> **Problem description**
Each entry needs to be reproduced verbatim.

> **Records for the exercise**
------------------------------------------------------------

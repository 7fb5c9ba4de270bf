use axum::{extract::Request, http::header, middleware::Next, response::IntoResponse};

/// Hardening headers for a JSON API that is never framed or rendered.
pub async fn security_headers_middleware(req: Request, next: Next) -> impl IntoResponse {
    let mut response = next.run(req).await;
    let headers = response.headers_mut();

    headers.insert(
        header::X_CONTENT_TYPE_OPTIONS,
        header::HeaderValue::from_static("nosniff"),
    );
    headers.insert(
        header::STRICT_TRANSPORT_SECURITY,
        header::HeaderValue::from_static("max-age=31536000; includeSubDomains"),
    );
    headers.insert(
        header::CONTENT_SECURITY_POLICY,
        header::HeaderValue::from_static("default-src 'none'; frame-ancestors 'none'"),
    );
    headers.insert(
        header::X_FRAME_OPTIONS,
        header::HeaderValue::from_static("DENY"),
    );
    headers.insert(
        header::CACHE_CONTROL,
        header::HeaderValue::from_static("no-store"),
    );

    response
}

------------------------------------------------------------

> **Reply to the task**
repository 7fb5c9ba4de270bf
use axum::{extract::Request, http::header, middleware::Next, response::IntoResponse};

/// Hardening headers for a JSON API that is never framed or rendered.
pub async fn security_headers_middleware(req: Request, next: Next) -> impl IntoResponse {
    let mut response = next.run(req).await;
    let headers = response.headers_mut();

    headers.insert(
        header::X_CONTENT_TYPE_OPTIONS,
        header::HeaderValue::from_static("nosniff"),
    );
    headers.insert(
        header::STRICT_TRANSPORT_SECURITY,
        header::HeaderValue::from_static("max-age=31536000; includeSubDomains"),
    );
    headers.insert(
        header::CONTENT_SECURITY_POLICY,
        header::HeaderValue::from_static("default-src 'none'; frame-ancestors 'none'"),
    );
    headers.insert(
        header::X_FRAME_OPTIONS,
        header::HeaderValue::from_static("DENY"),
    );
    headers.insert(
        header::CACHE_CONTROL,
        header::HeaderValue::from_static("no-store"),
    );

    response
}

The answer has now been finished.